As a part of its first recommendation, the VPCAI is strongly in favor of an umbrella statement of academic integrity for the entire campus community – not just students, but in his preliminary response, Spina said he believed the statement for faculty and staff could be drawn from an already existing code of ethical conduct approved by the board of trustees in May 2006.
But the VPCAI believes the statement needs to clearly state a commitment to academic integrity from all reaches of the campus community.
‘In the same way that students are accountable, the faculty need to be accountable, the staff needs to be accountable,’ Callahan said.
An academic integrity code that applies to a whole campus, whether it be a single statement or a lengthy document, is a fairly common procedure at universities, Drinan said.
The preamble of the Code of Academic Integrity at George Washington University, established in 1996, applies to the entire campus, said Tim Terpstra, director of GWU’s Academic Integrity Office.
‘We, the Students, Faculty, Librarians and Administration of The George Washington University, believing academic honesty to be central to the mission of the University, commit ourselves to its high standards and to the promotion of academic integrity,’ the preamble states.
The University of Colorado at Boulder, which gained media attention for a controversial professor plagiarism case, also has a wide sweeping code.
The largest contrast between the VPCAI recommendations and the provost’s preliminary response lies in the committee’s third recommendation: the creation of an ombuds office to informally and confidentially help people resolve concerns.
‘With this fear and mistrust, and lack of confidence in the formal processes to meet these concerns, we think the ombuds office really needs to be put into place,’ Callahan said.
But while the VPCAI believes this should be put into place immediately, Spina said he wants to wait until the external review is completed.

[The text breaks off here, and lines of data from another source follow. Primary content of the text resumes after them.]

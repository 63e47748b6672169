//! Shared fixtures: temp SQLite paths, an in-process Zoho double and config builders.
#![allow(dead_code)]

use axum::{
    Json, Router,
    body::Bytes,
    extract::State,
    http::{HeaderMap, Method, StatusCode, Uri},
    response::{IntoResponse, Response},
};
use chrono::Utc;
use gv_checkin::config::Config;
use gv_checkin::db::{DbActorHandle, TokenCreate};
use serde_json::{Value, json};
use std::collections::HashMap;
use std::path::PathBuf;
use std::sync::{Arc, Mutex};
use std::time::{SystemTime, UNIX_EPOCH};
use tokio::net::TcpListener;
use url::Url;

pub const TEST_KEY: &str = "test-gv-key";
pub const KNOWN_EMAIL: &str = "known@example.com";
pub const KNOWN_CONTACT_ID: &str = "3652397000000111001";
pub const KNOWN_EVENT_TITLE: &str = "Foro Fintech";
pub const KNOWN_EVENT_ID: &str = "3652397000000222001";

pub fn unique_path(prefix: &str, ext: &str) -> PathBuf {
    let nanos = SystemTime::now()
        .duration_since(UNIX_EPOCH)
        .expect("system time before UNIX_EPOCH")
        .as_nanos();
    std::env::temp_dir().join(format!(
        "gv-{prefix}-{}-{nanos}{ext}",
        std::process::id()
    ))
}

pub fn sqlite_url(prefix: &str) -> String {
    format!("sqlite:{}", unique_path(prefix, ".sqlite").display())
}

pub async fn spawn_db(prefix: &str) -> DbActorHandle {
    gv_checkin::db::spawn(&sqlite_url(prefix)).await
}

pub async fn seed_token(db: &DbActorHandle, access_token: &str, age_secs: i64) -> i64 {
    db.insert_token(TokenCreate {
        access_token: access_token.to_string(),
        refresh_token: "refresh-1".to_string(),
        token_type: "bearer".to_string(),
        expires_in: 3600,
        created_at: Utc::now() - chrono::Duration::seconds(age_secs),
    })
    .await
    .expect("seed token")
}

#[derive(Debug, Clone)]
pub struct Captured {
    pub method: Method,
    pub path: String,
    pub query: HashMap<String, String>,
    pub headers: HeaderMap,
    pub body: Vec<u8>,
}

impl Captured {
    pub fn json(&self) -> Value {
        serde_json::from_slice(&self.body).expect("captured body is JSON")
    }

    pub fn form(&self) -> HashMap<String, String> {
        url::form_urlencoded::parse(&self.body).into_owned().collect()
    }
}

/// Behaviour switches for the Zoho double.
#[derive(Debug, Clone, Default)]
pub struct ZohoBehavior {
    /// Token endpoint answers `{"error": "invalid_code"}` with HTTP 200.
    pub refresh_fails: bool,
    /// Contact creation answers with a field error.
    pub contact_create_fails: bool,
    /// Search endpoints answer HTTP 500 with an empty body.
    pub search_unavailable: bool,
}

#[derive(Clone, Default)]
pub struct ZohoDouble {
    pub reqs: Arc<Mutex<Vec<Captured>>>,
    pub behavior: Arc<Mutex<ZohoBehavior>>,
}

impl ZohoDouble {
    pub fn requests(&self) -> Vec<Captured> {
        self.reqs.lock().unwrap().clone()
    }

    pub fn requests_to(&self, method: Method, path: &str) -> Vec<Captured> {
        self.requests()
            .into_iter()
            .filter(|r| r.method == method && r.path == path)
            .collect()
    }

    pub fn set_behavior(&self, behavior: ZohoBehavior) {
        *self.behavior.lock().unwrap() = behavior;
    }
}

fn action(code: &str, id: &str) -> Value {
    json!({
        "data": [{
            "code": code,
            "status": if code == "SUCCESS" { "success" } else { "error" },
            "message": if code == "SUCCESS" { "record saved" } else { "invalid data" },
            "details": { "id": id }
        }]
    })
}

async fn zoho_handler(
    State(double): State<ZohoDouble>,
    method: Method,
    uri: Uri,
    headers: HeaderMap,
    body: Bytes,
) -> Response {
    let query: HashMap<String, String> = uri
        .query()
        .map(|q| url::form_urlencoded::parse(q.as_bytes()).into_owned().collect())
        .unwrap_or_default();
    let path = uri.path().to_string();
    double.reqs.lock().unwrap().push(Captured {
        method: method.clone(),
        path: path.clone(),
        query: query.clone(),
        headers,
        body: body.to_vec(),
    });
    let behavior = double.behavior.lock().unwrap().clone();
    let criteria = query.get("criteria").cloned().unwrap_or_default();

    if behavior.search_unavailable && path.ends_with("/search") {
        return StatusCode::INTERNAL_SERVER_ERROR.into_response();
    }

    match (method, path.as_str()) {
        (Method::POST, "/oauth/v2/token") => {
            let form: HashMap<String, String> =
                url::form_urlencoded::parse(&body).into_owned().collect();
            if behavior.refresh_fails {
                return Json(json!({ "error": "invalid_code" })).into_response();
            }
            match form.get("grant_type").map(String::as_str) {
                Some("refresh_token") => Json(json!({
                    "access_token": "access-from-refresh",
                    "token_type": "Bearer",
                    "expires_in": 3600,
                    "api_domain": "https://www.zohoapis.com"
                }))
                .into_response(),
                Some("authorization_code") => Json(json!({
                    "access_token": "access-from-code",
                    "refresh_token": "refresh-from-code",
                    "token_type": "Bearer",
                    "expires_in": 3600,
                    "api_domain": "https://www.zohoapis.com"
                }))
                .into_response(),
                _ => (
                    StatusCode::BAD_REQUEST,
                    Json(json!({ "error": "unsupported_grant_type" })),
                )
                    .into_response(),
            }
        }
        (Method::GET, "/crm/v2/Contacts/search") => {
            if criteria == format!("(Email:equals:{KNOWN_EMAIL})") {
                Json(json!({
                    "data": [
                        { "id": "3652397000000999999", "Email": "other@example.com" },
                        { "id": KNOWN_CONTACT_ID, "Email": KNOWN_EMAIL, "Last_Name": "Known" }
                    ],
                    "info": { "count": 2, "more_records": false }
                }))
                .into_response()
            } else {
                StatusCode::NO_CONTENT.into_response()
            }
        }
        (Method::POST, "/crm/v2/Contacts") => {
            if behavior.contact_create_fails {
                (
                    StatusCode::BAD_REQUEST,
                    Json(action("MANDATORY_NOT_FOUND", "")),
                )
                    .into_response()
            } else {
                (
                    StatusCode::CREATED,
                    Json(action("SUCCESS", "3652397000000333001")),
                )
                    .into_response()
            }
        }
        (Method::PUT, p) if p.starts_with("/crm/v2/Contacts/") => {
            let id = p.trim_start_matches("/crm/v2/Contacts/");
            Json(action("SUCCESS", id)).into_response()
        }
        (Method::POST, "/crm/v2/Leads") => (
            StatusCode::CREATED,
            Json(action("SUCCESS", "3652397000000444001")),
        )
            .into_response(),
        (Method::GET, "/crm/v2/Events/search") => {
            if criteria == format!("(Event_Title:equals:{KNOWN_EVENT_TITLE})") {
                Json(json!({
                    "data": [{ "id": KNOWN_EVENT_ID, "Event_Title": KNOWN_EVENT_TITLE }]
                }))
                .into_response()
            } else {
                StatusCode::NO_CONTENT.into_response()
            }
        }
        (Method::PUT, p) if p.starts_with("/crm/v2/Events/") => {
            let id = p.trim_start_matches("/crm/v2/Events/");
            Json(action("SUCCESS", id)).into_response()
        }
        _ => (
            StatusCode::NOT_FOUND,
            Json(json!({ "code": "INVALID_URL_PATTERN", "status": "error" })),
        )
            .into_response(),
    }
}

/// Serves the Zoho double on `127.0.0.1:0`; returns its base URL.
pub async fn spawn_zoho(double: ZohoDouble) -> Url {
    let app = Router::new().fallback(zoho_handler).with_state(double);
    let listener = TcpListener::bind("127.0.0.1:0")
        .await
        .expect("bind listener");
    let addr = listener.local_addr().expect("local addr");
    let base = Url::parse(&format!("http://{addr}")).expect("valid base url");

    tokio::spawn(async move {
        axum::serve(listener, app).await.expect("server run");
    });

    base
}

/// Config pointing every Zoho URL at `zoho_base`.
pub fn test_config(zoho_base: &Url, tickets_dir: PathBuf) -> Config {
    let mut cfg = Config::default();
    cfg.basic.gv_key = TEST_KEY.to_string();
    cfg.zoho.client_id = "1000.TESTCLIENT".to_string();
    cfg.zoho.client_secret = "test-secret".to_string();
    cfg.zoho.api_url = Some(zoho_base.join("/crm/v2/").expect("api url"));
    cfg.zoho.accounts_url = Some(zoho_base.clone());
    cfg.tickets.output_dir = tickets_dir;
    cfg
}

pub struct TestApp {
    pub router: Router,
    pub db: DbActorHandle,
    pub tickets_dir: PathBuf,
}

/// Full router wired against a fresh database (holding a valid token) and the Zoho double.
pub async fn test_app(double: &ZohoDouble, prefix: &str) -> TestApp {
    let base = spawn_zoho(double.clone()).await;
    let tickets_dir = unique_path(prefix, "-tickets");
    let cfg = test_config(&base, tickets_dir.clone());
    let db = spawn_db(prefix).await;
    seed_token(&db, "valid-access", 0).await;

    let services = gv_checkin::service::Services::build(db.clone(), &cfg);
    let router = gv_checkin::server::gv_router(gv_checkin::server::GvState::new(services, &cfg));
    TestApp {
        router,
        db,
        tickets_dir,
    }
}

pub async fn body_json(resp: Response) -> Value {
    let bytes = axum::body::to_bytes(resp.into_body(), usize::MAX)
        .await
        .expect("read body");
    serde_json::from_slice(&bytes).expect("JSON body")
}

pub async fn body_text(resp: Response) -> String {
    let bytes = axum::body::to_bytes(resp.into_body(), usize::MAX)
        .await
        .expect("read body");
    String::from_utf8(bytes.to_vec()).expect("UTF-8 body")
}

‘I think it makes sense to be very deliberate here,’ he said. ‘I am trying to be sensitive to the fact that there are a lot of things in play. I don’t want to do something this year and something else next year.’

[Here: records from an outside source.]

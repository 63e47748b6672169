use crate::db::{DbActorHandle, MetaKey, MetaWrite};
use crate::error::GvError;
use gv_schema::AttendeeRecord;
use tracing::{debug, warn};

/// Post meta key holding an event's attendee list.
pub const ATTENDEES_META_KEY: &str = "_asistentes";

/// Attendee list of an event post.
#[derive(Clone)]
pub struct AttendeeLog {
    db: DbActorHandle,
}

impl AttendeeLog {
    pub fn new(db: DbActorHandle) -> Self {
        Self { db }
    }

    /// Appends one record; returns the new list length.
    pub async fn append(&self, event_post_id: i64, record: &AttendeeRecord) -> Result<usize, GvError> {
        let len = self
            .db
            .append_meta(MetaWrite {
                post_id: event_post_id,
                key: ATTENDEES_META_KEY.to_string(),
                value: serde_json::to_value(record)?,
            })
            .await?;
        debug!(event_post_id, attendees = len, name = %record.name, "Attendee recorded");
        Ok(len)
    }

    /// All records in insertion order. Malformed entries are skipped.
    pub async fn list(&self, event_post_id: i64) -> Result<Vec<AttendeeRecord>, GvError> {
        let values = self
            .db
            .get_meta_list(MetaKey {
                post_id: event_post_id,
                key: ATTENDEES_META_KEY.to_string(),
            })
            .await?;

        Ok(values
            .into_iter()
            .filter_map(|value| match serde_json::from_value::<AttendeeRecord>(value) {
                Ok(record) => Some(record),
                Err(e) => {
                    warn!(event_post_id, error = %e, "Skipping malformed attendee entry");
                    None
                }
            })
            .collect())
    }
}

But Callahan said an impartial ombuds office, which is present at more than 200 universities across the country, is something needed by the university – and now, not later.

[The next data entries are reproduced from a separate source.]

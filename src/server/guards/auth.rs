use crate::server::router::GvState;
use axum::{
    Json,
    extract::FromRequestParts,
    http::{StatusCode, request::Parts},
    response::{IntoResponse, Response},
};
use axum_extra::headers::{Authorization, HeaderMapExt, authorization::Bearer};
use serde_json::json;
use subtle::ConstantTimeEq;

fn extract_header_token(headers: &axum::http::HeaderMap) -> Option<String> {
    if let Some(k) = headers.get("x-gv-key").and_then(|v| v.to_str().ok()) {
        return Some(k.to_string());
    }
    headers
        .typed_get::<Authorization<Bearer>>()
        .map(|auth| auth.token().to_string())
}

fn extract_query_token(query: Option<&str>) -> Option<String> {
    query.and_then(|q| {
        url::form_urlencoded::parse(q.as_bytes())
            .find(|(k, _)| k == "key")
            .map(|(_, v)| v.into_owned())
    })
}

/// Guard for `/gv/v1/*` and `/admin/*`: the service key must arrive as `x-gv-key`,
/// `Authorization: Bearer`, or `?key=`, and is compared in constant time.
#[derive(Debug, Clone, Copy)]
pub struct RequireKeyAuth;

impl FromRequestParts<GvState> for RequireKeyAuth {
    type Rejection = AuthError;

    async fn from_request_parts(
        parts: &mut Parts,
        state: &GvState,
    ) -> Result<Self, Self::Rejection> {
        let token =
            extract_header_token(&parts.headers).or_else(|| extract_query_token(parts.uri.query()));

        match token {
            Some(key) => {
                let expected = state.gv_key.as_ref();
                if !expected.is_empty() && bool::from(key.as_bytes().ct_eq(expected.as_bytes())) {
                    Ok(RequireKeyAuth)
                } else {
                    Err(AuthError::InvalidKey)
                }
            }
            None => Err(AuthError::MissingKey),
        }
    }
}

pub enum AuthError {
    MissingKey,
    InvalidKey,
}

impl IntoResponse for AuthError {
    fn into_response(self) -> Response {
        let (status, reason) = match self {
            AuthError::MissingKey => (StatusCode::UNAUTHORIZED, "Missing service key"),
            AuthError::InvalidKey => (StatusCode::UNAUTHORIZED, "Invalid service key"),
        };
        (
            status,
            Json(json!({ "success": false, "error": reason, "code": "UNAUTHORIZED" })),
        )
            .into_response()
    }
}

Callahan also said she hopes the external review, which Spina would enact, will begin soon. The VPCAI believes a review of existing processes and procedures done by experts from outside of the university would be a way to see where the university should go from here, she said.
‘I believe that the vice chancellor agreed in principal to that review a number of months ago,’ said Callahan, acknowledging that she only recently gave Spina a list of possible names. ‘I think it needs to happen sooner rather than later.’
Spina said he hopes to have the external review underway by the fall.
In the meantime, Callahan and her fellow committee members will be waiting – hoping that their hard work will not go to waste.
‘I think that it’s very clear that the entire university community has to buy into this whole cultural change we have been advocating for a year and a half for it to be successful,’ she said. ‘The leadership needs to take leadership to be successful in this area and I hope that it will happen.’